押さえようとすればその反作用でさらに強くなる。

畜生。

立ち止まり、呼吸を整える。

腹圧を一定にした圧縮呼吸。

吸うも吐くも同じ圧を保つことにより、体にめぐる「気」を静めていく。

ふうぅぅぅぅぅ。

吐く。

ふうぅぅぅぅぅ。

吐く。

ふうぅぅぅぅぅ。

吐く。

ふうぅぅぅぅぅ。

とくん。

ふうぅぅぅぅぅ。

呼気の中に心音が交じった。

そうか、やはりそうだな。

原因にあたるしかなさそうだった。


僕は警察署の前に立っていた。

自発的に立つことなど久し振りだろう。

だいたいいつも捕まってばかりだ。

でも、誤解は解けているしいいか。

扉の前に立つ巡査に一礼する。一礼を返してくれた。

中に入る。

木目調のデスクに新品の待ち合い用ソファ。

まるでどこかの企業のような清潔さだが、まごうことなくここは警察署なのだ。

「親しみやすさ」を目指したと警察署長がなんかの新聞で言っていたが、それは変だと思う。

だいたい、警察署に感じる親しみやすさってなんだよ。

時計を見れば時刻は六時を回っていた。

「すみませーん」

受付にいる中年の婦警さんに声をかける。

作業中だろうか、机に視線を落としたままだった。

本当に親しみやすさを目指しているのか正直、疑わしい。

「免許の更新ですか?」

僕を見ることなく、下を向いたまま婦警が言う。

「いいえ。生活安全課に用事があって来ました」

はっきりと言うと、婦警がようやくその顔を挙げた。

腫れぼったい目を見開き、視線を上下させる。

じろじろと音がしそうだ。

やましいことはなにもしていない。

やや間があって、婦警が口を開いた。

「少々お待ちください」

受話器を手に取り、何かを囁く。

小声で何も聞こえない。

「奥のエレベーターで上におあがりください。4階です」

「どうもー」

促されるまま、僕はエレベーターに乗った。

ちなみに「上におあがりください」は重複語だ。

教えてあげようかと思ったけど、やめた。

愛想のなさに頭がきたのだ。

せいぜい、どこかで恥でもかけばいいさ。


エレベーターが到着し、ドアが開いた。

薄暗く光る照明が、無機質な廊下を照らす。

親しみやすさはどこに行ったのだろう。

生活安全課の札のかかっている部屋に入る。

灰色で事務用品が統一されているのだろう、やはり生活感がしない。

これではいかん、と誰かが思ったのか申し訳程度にテディベアのぬいぐるみが置いてある。
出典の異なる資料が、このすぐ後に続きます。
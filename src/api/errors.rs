use axum::http::StatusCode;
use axum::response::{IntoResponse, Response};

use crate::error::AppError;

impl AppError {
    /// HTTP status classification for this error.
    pub fn status_code(&self) -> StatusCode {
        match self {
            AppError::NotFound(_) => StatusCode::NOT_FOUND,
            AppError::Validation(_)
            | AppError::DuplicateKey { .. }
            | AppError::UploadRejected(_)
            | AppError::BadRequest(_) => StatusCode::BAD_REQUEST,
            AppError::Unauthorized(_) => StatusCode::UNAUTHORIZED,
            AppError::Forbidden(_) => StatusCode::FORBIDDEN,
            AppError::Transcode(_)
            | AppError::StorageDelete(_)
            | AppError::Database(_)
            | AppError::Storage(_)
            | AppError::Internal(_) => StatusCode::INTERNAL_SERVER_ERROR,
        }
    }
}

/// Converts AppError into the `{ success: false, message }` envelope.
impl IntoResponse for AppError {
    fn into_response(self) -> Response {
        let status = self.status_code();

        if status.is_server_error() {
            tracing::error!(error = %self, "Request failed");
        }

        let body = serde_json::json!({
            "success": false,
            "message": self.to_string(),
        });

        (status, axum::Json(body)).into_response()
    }
}

#[cfg(test)]
mod tests {
    use super::*;

    #[test]
    fn test_status_mapping() {
        assert_eq!(
            AppError::NotFound("x".into()).status_code(),
            StatusCode::NOT_FOUND
        );
        assert_eq!(
            AppError::DuplicateKey {
                field: "slug".into()
            }
            .status_code(),
            StatusCode::BAD_REQUEST
        );
        assert_eq!(
            AppError::UploadRejected("x".into()).status_code(),
            StatusCode::BAD_REQUEST
        );
        assert_eq!(
            AppError::Forbidden("x".into()).status_code(),
            StatusCode::FORBIDDEN
        );
        assert_eq!(
            AppError::Unauthorized("x".into()).status_code(),
            StatusCode::UNAUTHORIZED
        );
        assert_eq!(
            AppError::Transcode("x".into()).status_code(),
            StatusCode::INTERNAL_SERVER_ERROR
        );
    }
}
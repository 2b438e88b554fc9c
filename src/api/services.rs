use axum::extract::{Path, Query, State};
use axum::http::StatusCode;
use axum::routing::{get, patch};
use axum::{Json, Router};
use serde::Deserialize;
use serde_json::Value;

use crate::api::resource::{
    find_by_id_or_404, find_by_slug_or_404, process_create, process_delete, process_mutate,
    process_reorder, process_update, ReorderRequest,
};
use crate::api::response::ApiResponse;
use crate::app::AppState;
use crate::auth::middleware::AuthUser;
use crate::db::models::Service;
use crate::db::query::{Filter, Sort};
use crate::error::AppError;

pub const REORDERED: &str = "تم تحديث الترتيب بنجاح";

#[derive(Debug, Default, Deserialize)]
pub struct ServiceListQuery {
    pub active: Option<String>,
    pub category: Option<String>,
}

pub fn routes() -> Router<AppState> {
    Router::new()
        .route("/", get(list_services).post(create_service))
        .route("/reorder", patch(reorder_services))
        .route("/id/{id}", get(get_service_by_id))
        .route(
            "/{id}",
            get(get_service_by_slug)
                .put(update_service)
                .delete(delete_service),
        )
        .route("/{id}/toggle", patch(toggle_service))
}

/// `GET /api/services`
pub async fn list_services(
    State(state): State<AppState>,
    Query(query): Query<ServiceListQuery>,
) -> Result<Json<ApiResponse<Vec<Service>>>, AppError> {
    let mut filter = Filter::new().eq_opt("category", query.category.as_deref());
    if query.active.as_deref() == Some("true") {
        filter = filter.eq("isActive", true);
    }

    let services = state
        .services
        .find_many(&filter, &Sort::asc("order").then_desc("createdAt"), None)
        .await?;
    Ok(Json(ApiResponse::list(services)))
}

/// `GET /api/services/id/{id}`
pub async fn get_service_by_id(
    _user: AuthUser,
    State(state): State<AppState>,
    Path(id): Path<String>,
) -> Result<Json<ApiResponse<Service>>, AppError> {
    let service = find_by_id_or_404(state.services.as_ref(), &id).await?;
    Ok(Json(ApiResponse::data(service)))
}

/// `GET /api/services/{slug}`
pub async fn get_service_by_slug(
    State(state): State<AppState>,
    Path(slug): Path<String>,
) -> Result<Json<ApiResponse<Service>>, AppError> {
    let service = find_by_slug_or_404(state.services.as_ref(), &slug).await?;
    Ok(Json(ApiResponse::data(service)))
}

pub async fn create_service(
    _user: AuthUser,
    State(state): State<AppState>,
    Json(payload): Json<Value>,
) -> Result<(StatusCode, Json<ApiResponse<Service>>), AppError> {
    let service = process_create(state.services.as_ref(), payload).await?;
    Ok((StatusCode::CREATED, Json(ApiResponse::data(service))))
}

pub async fn update_service(
    _user: AuthUser,
    State(state): State<AppState>,
    Path(id): Path<String>,
    Json(patch): Json<Value>,
) -> Result<Json<ApiResponse<Service>>, AppError> {
    let service = process_update(state.services.as_ref(), &id, patch).await?;
    Ok(Json(ApiResponse::data(service)))
}

pub async fn delete_service(
    _user: AuthUser,
    State(state): State<AppState>,
    Path(id): Path<String>,
) -> Result<Json<ApiResponse<()>>, AppError> {
    process_delete(state.services.as_ref(), &id).await?;
    Ok(Json(ApiResponse::message("تم حذف الخدمة بنجاح")))
}

/// `PATCH /api/services/{id}/toggle` flips `isActive`.
pub async fn toggle_service(
    _user: AuthUser,
    State(state): State<AppState>,
    Path(id): Path<String>,
) -> Result<Json<ApiResponse<Service>>, AppError> {
    let service = process_mutate(state.services.as_ref(), &id, |service: &mut Service| {
        service.is_active = !service.is_active;
        Ok(())
    })
    .await?;
    Ok(Json(ApiResponse::data(service)))
}

pub async fn reorder_services(
    _user: AuthUser,
    State(state): State<AppState>,
    Json(request): Json<ReorderRequest>,
) -> Result<Json<ApiResponse<()>>, AppError> {
    process_reorder(state.services.as_ref(), &request.ordered_ids).await?;
    Ok(Json(ApiResponse::message(REORDERED)))
}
それで殺風景さが帳消しになるとでも思っているのだろうか。

署内のインテリアまで手が回らなかったのか、頭が回らなかったのか。

『まるで親しめません』と投書でもしてやろうかしら。

「すみませーん」

先ほど、受付で吐いた言葉をまた唱える。

「はーい」

野太い声が、室内から響いてきた。

足音が近づく。

「またお前か」

やってきた大きな腹の刑事がため息まじりに言う。

この刑事、何度か僕を所内の拘置所に入れた刑事だ。

「ミニスカポリスじゃなくて、残念でしたね」

冗談まじりに言うが、それに眉ひとつ動かさない。

「このくそ忙しい年末に、何しに来た」

「頼みごとがあります」

「お前、まただれかぶちのめしたのか!」

「いやいや。居場所を知りたいんです」

「誰のだ」

「僕が助けた子」

そう、僕はあの心神拳信奉者の子の居場所を探していたのだ。